• _DIRECTIONS_: The output should be the records themselves, given again exactly.

• _RECORDED INFORMATION_:
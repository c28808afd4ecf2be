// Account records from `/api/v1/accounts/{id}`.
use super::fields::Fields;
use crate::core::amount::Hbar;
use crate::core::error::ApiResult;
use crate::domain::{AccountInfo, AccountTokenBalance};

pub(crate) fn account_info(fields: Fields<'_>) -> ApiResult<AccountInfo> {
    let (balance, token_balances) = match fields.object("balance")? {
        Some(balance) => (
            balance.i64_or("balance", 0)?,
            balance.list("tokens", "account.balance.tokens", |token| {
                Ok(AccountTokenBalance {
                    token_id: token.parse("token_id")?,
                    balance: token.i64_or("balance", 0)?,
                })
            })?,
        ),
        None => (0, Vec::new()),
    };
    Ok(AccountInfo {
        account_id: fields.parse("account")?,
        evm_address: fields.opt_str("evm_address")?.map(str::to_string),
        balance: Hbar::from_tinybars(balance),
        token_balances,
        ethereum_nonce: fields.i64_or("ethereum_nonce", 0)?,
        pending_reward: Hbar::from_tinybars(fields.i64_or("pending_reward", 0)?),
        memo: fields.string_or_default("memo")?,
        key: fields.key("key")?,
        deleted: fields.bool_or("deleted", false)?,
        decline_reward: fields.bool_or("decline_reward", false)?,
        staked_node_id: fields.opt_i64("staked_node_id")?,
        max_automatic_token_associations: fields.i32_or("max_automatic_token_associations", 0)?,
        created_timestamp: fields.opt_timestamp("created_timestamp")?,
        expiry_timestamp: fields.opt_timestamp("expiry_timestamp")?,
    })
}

• _THE ANSWER_:
repository c28808afd4ecf2be
// Account records from `/api/v1/accounts/{id}`.
use super::fields::Fields;
use crate::core::amount::Hbar;
use crate::core::error::ApiResult;
use crate::domain::{AccountInfo, AccountTokenBalance};

pub(crate) fn account_info(fields: Fields<'_>) -> ApiResult<AccountInfo> {
    let (balance, token_balances) = match fields.object("balance")? {
        Some(balance) => (
            balance.i64_or("balance", 0)?,
            balance.list("tokens", "account.balance.tokens", |token| {
                Ok(AccountTokenBalance {
                    token_id: token.parse("token_id")?,
                    balance: token.i64_or("balance", 0)?,
                })
            })?,
        ),
        None => (0, Vec::new()),
    };
    Ok(AccountInfo {
        account_id: fields.parse("account")?,
        evm_address: fields.opt_str("evm_address")?.map(str::to_string),
        balance: Hbar::from_tinybars(balance),
        token_balances,
        ethereum_nonce: fields.i64_or("ethereum_nonce", 0)?,
        pending_reward: Hbar::from_tinybars(fields.i64_or("pending_reward", 0)?),
        memo: fields.string_or_default("memo")?,
        key: fields.key("key")?,
        deleted: fields.bool_or("deleted", false)?,
        decline_reward: fields.bool_or("decline_reward", false)?,
        staked_node_id: fields.opt_i64("staked_node_id")?,
        max_automatic_token_associations: fields.i32_or("max_automatic_token_associations", 0)?,
        created_timestamp: fields.opt_timestamp("created_timestamp")?,
        expiry_timestamp: fields.opt_timestamp("expiry_timestamp")?,
    })
}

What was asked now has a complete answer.